The same question was also asked on MSE https://math.stackexchange.com/questions/3327007/existence-and- uniqueness-of-a-stationary-measure.

Recently I asked the following question about MO Attractors in Random Dynamics.

To let $ Delta $ be the interval $ (-1.1) $Then we can look at the probability space $ ( Delta, mathcal {B} ( delta), nu) $, from where $ mathcal {B} ( Delta) $ is the Borel $ sigma $algebra and $ nu $ is equal to half the Lebesgue measure.

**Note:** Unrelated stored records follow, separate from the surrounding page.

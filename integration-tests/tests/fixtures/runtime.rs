// Copyright 2019-2021 Parity Technologies (UK) Ltd.
// This file is part of metareg.
//
// metareg is free software: you can redistribute it and/or modify
// it under the terms of the GNU General Public License as published by
// the Free Software Foundation, either version 3 of the License, or
// (at your option) any later version.
//
// metareg is distributed in the hope that it will be useful,
// but WITHOUT ANY WARRANTY; without even the implied warranty of
// MERCHANTABILITY or FITNESS FOR A PARTICULAR PURPOSE.  See the
// GNU General Public License for more details.
//
// You should have received a copy of the GNU General Public License
// along with metareg.  If not, see <http://www.gnu.org/licenses/>.

//! A small runtime described with real Rust types, so that scale-info can produce the
//! type registry of its metadata and codec can produce test data.

#![allow(dead_code, non_camel_case_types)]

use codec::Encode;
use scale_info::TypeInfo;
use std::marker::PhantomData;

#[derive(Encode, TypeInfo, Clone, Copy, Default, PartialEq, Debug)]
pub struct AccountId32(pub [u8; 32]);

#[derive(Encode, TypeInfo, Clone, Copy, Default, PartialEq, Debug)]
pub struct H256(pub [u8; 32]);

#[derive(Encode, TypeInfo)]
pub enum MultiAddress {
	Id(AccountId32),
	Index(#[codec(compact)] u32),
}

#[derive(Encode, TypeInfo)]
pub enum MultiSignature {
	Ed25519([u8; 64]),
	Sr25519([u8; 64]),
}

#[derive(Encode, TypeInfo, Clone, Copy)]
pub enum DispatchClass {
	Normal,
	Operational,
	Mandatory,
}

#[derive(Encode, TypeInfo, Clone, Copy)]
pub enum Pays {
	Yes,
	No,
}

#[derive(Encode, TypeInfo, Clone, Copy)]
pub struct DispatchInfo {
	pub weight: u64,
	pub class: DispatchClass,
	pub pays_fee: Pays,
}

#[derive(Encode, TypeInfo)]
pub struct ModuleError {
	pub index: u8,
	pub error: [u8; 4],
}

#[derive(Encode, TypeInfo)]
pub enum DispatchError {
	Other,
	CannotLookup,
	BadOrigin,
	Module(ModuleError),
}

pub mod system {
	use super::*;

	#[derive(Encode, TypeInfo)]
	pub enum Call {
		#[codec(index = 0)]
		remark { remark: Vec<u8> },
		#[codec(index = 2)]
		set_heap_pages { pages: u64 },
	}

	#[derive(Encode, TypeInfo)]
	pub enum Event {
		ExtrinsicSuccess { dispatch_info: DispatchInfo },
		ExtrinsicFailed { dispatch_error: DispatchError, dispatch_info: DispatchInfo },
	}

	#[derive(Encode, TypeInfo, Default)]
	pub struct AccountData {
		pub free: u128,
		pub reserved: u128,
		pub frozen: u128,
	}

	#[derive(Encode, TypeInfo, Default)]
	pub struct AccountInfo {
		pub nonce: u32,
		pub consumers: u32,
		pub providers: u32,
		pub data: AccountData,
	}
}

pub mod utility {
	use super::*;

	#[derive(Encode, TypeInfo)]
	pub enum Call {
		batch { calls: Vec<RuntimeCall> },
	}
}

pub mod balances {
	use super::*;

	#[derive(Encode, TypeInfo)]
	pub enum Call {
		transfer {
			dest: MultiAddress,
			#[codec(compact)]
			value: u128,
		},
		#[codec(index = 3)]
		transfer_keep_alive {
			dest: MultiAddress,
			#[codec(compact)]
			value: u128,
		},
	}

	#[derive(Encode, TypeInfo)]
	pub enum Event {
		Transfer { from: AccountId32, to: AccountId32, amount: u128 },
		Deposit { who: AccountId32, amount: u128 },
	}

	#[derive(Encode, TypeInfo)]
	pub enum Error {
		VestingBalance,
		LiquidityRestrictions,
		InsufficientBalance,
		ExistentialDeposit,
	}
}

pub mod staking {
	use super::*;

	#[derive(Encode, TypeInfo, Default)]
	pub struct Exposure {
		#[codec(compact)]
		pub total: u128,
		#[codec(compact)]
		pub own: u128,
	}
}

#[derive(Encode, TypeInfo)]
pub enum RuntimeCall {
	#[codec(index = 0)]
	System(system::Call),
	#[codec(index = 1)]
	Utility(utility::Call),
	#[codec(index = 5)]
	Balances(balances::Call),
}

#[derive(Encode, TypeInfo)]
pub enum RuntimeEvent {
	#[codec(index = 0)]
	System(system::Event),
	#[codec(index = 5)]
	Balances(balances::Event),
}

#[derive(Encode, TypeInfo)]
pub enum RuntimeError {
	#[codec(index = 5)]
	Balances(balances::Error),
}

#[derive(Encode, TypeInfo)]
pub enum Phase {
	ApplyExtrinsic(u32),
	Finalization,
	Initialization,
}

#[derive(Encode, TypeInfo)]
pub struct EventRecord<E, T> {
	pub phase: Phase,
	pub event: E,
	pub topics: Vec<T>,
}

#[derive(Encode, TypeInfo)]
pub struct CheckSpecVersion;

#[derive(Encode, TypeInfo)]
pub struct CheckNonce(#[codec(compact)] pub u32);

#[derive(Encode, TypeInfo)]
pub struct CheckGenesis;

#[derive(Encode, TypeInfo)]
pub struct ChargeTransactionPayment(#[codec(compact)] pub u128);

pub type SignedExtra = (CheckSpecVersion, CheckNonce, CheckGenesis, ChargeTransactionPayment);

#[derive(TypeInfo)]
pub struct UncheckedExtrinsic<Address, Call, Signature, Extra>(PhantomData<(Address, Call, Signature, Extra)>);

#[derive(Encode, TypeInfo)]
pub struct RuntimeVersion {
	pub spec_name: String,
	pub spec_version: u32,
	pub transaction_version: u32,
}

Then we can equip the room $ Delta ^ { mathbb {N}}: = {( omega_n) _ {n in mathbb {N}}; \ omega_n in Delta \ forall n in mathbb {N} } $ with the $ sigma $-Algebra $ mathcal {B} ( Delta ^ { mathbb {N}}) $ (Borel $ sigma $-algebra of $ Delta ^ { mathbb {N}} $ induced by the product topology) and the probability measurement $ nu ^ { mathbb {N}} $ in measurable space$ ( Delta ^ { mathbb {N}}, mathcal {B} ( Delta ^ { mathbb {N}})) $, so that

$$ nu ^ { mathbb {N}} left A_1 times A_2 times ldots times A_n times prod_ {i = n + 1} ^ { infty} Delta right) = nu (A_1) cdot ldots cdot nu (A_n). $$

Now let it go $ sigma> 2 / (3 sqrt {3}) $ be a real number and define

$$ x _- ^ * ( sigma) = text {The unique real root of the polynomial} x ^ 3+ sigma = x, $$

$$ x _ + ^ * ( sigma) = text {The unique real root of the polynomial} x ^ 3- sigma = x, $$

that's easy to see $ x _ + ^ * ( sigma) = -x _- ^ * ( sigma) $,

We can then define the function

$$ h: mathbb {N} times Delta ^ mathbb {N} times (x _- ^ * ( sigma), x _ + ^ * ( sigma)) to (x _- ^ * ( sigma), x _ + ^ * ( sigma)), $$

in the following recursive way,

- $ h (0, ( omega_n) _ {n}, x) = x $. $ forall ( omega_n) _n in mathbb {N} $ and $ forall x in mathbb {R} $;
- $ h (i + 1, ( omega_n) _ {n}, x) = sqrt (3) {h (i, ( omega_n) _ {n}, x) + sigma omega_i}. $

That's how we are for everyone $ x in mathbb {R} $ and $ ( omega_n) _n in Delta ^ mathbb {N} $Define the following order

$$ left {x, sqrt (3) {x + sigma omega_1}, sqrt (3) { sqrt (3) {x + sigma omega_1} + sigma w_2}, sqrt ( 3) { sqrt (3) { sqrt (3) {x + sigma omega_1} + sigma w_2} + sigma w_3}, ldots right }. $$

Now define the following family of Markov kernels

$$ P_n (x, A) = nu ^ { mathbb {N}} left ( left {( omega) _ {n in mathbb {N}} in Delta ^ { mathbb { N}}; h (n, ( omega_n) _ {n in mathbb {N}}, x) in A right } right). $$

A probability measure $ mu $ in the $ ((x _- ^ * ( sigma), x _ + ^ * ( sigma)), mathcal {B} ((x _- ^ * ( sigma), x _ + ^ * ( sigma) )) $ is a called stationary measure, if

$$ mu (A) = int _ {(x _- ^ * ( sigma), x _ + ^ * ( sigma))} P_1 (x, A) text {d} mu (x) ; forall A in mathcal {B} ((x _- ^ * ( sigma), x _ + ^ * ( sigma))), $$

from where $ mathcal {B} ((x _- ^ * ( sigma), x _ + ^ * ( sigma))) $ is the Borel $ sigma $-Algebra. Besides, once $ (x _- ^ * ( sigma), x _ + ^ * ( sigma)) $ it is easy to prove that there is at least one stakionäre measure.

The answer I received to MO suggests that there is only one stationary measure.

**Does anyone know if that's true?** An indication of such a result is sufficient for my purposes.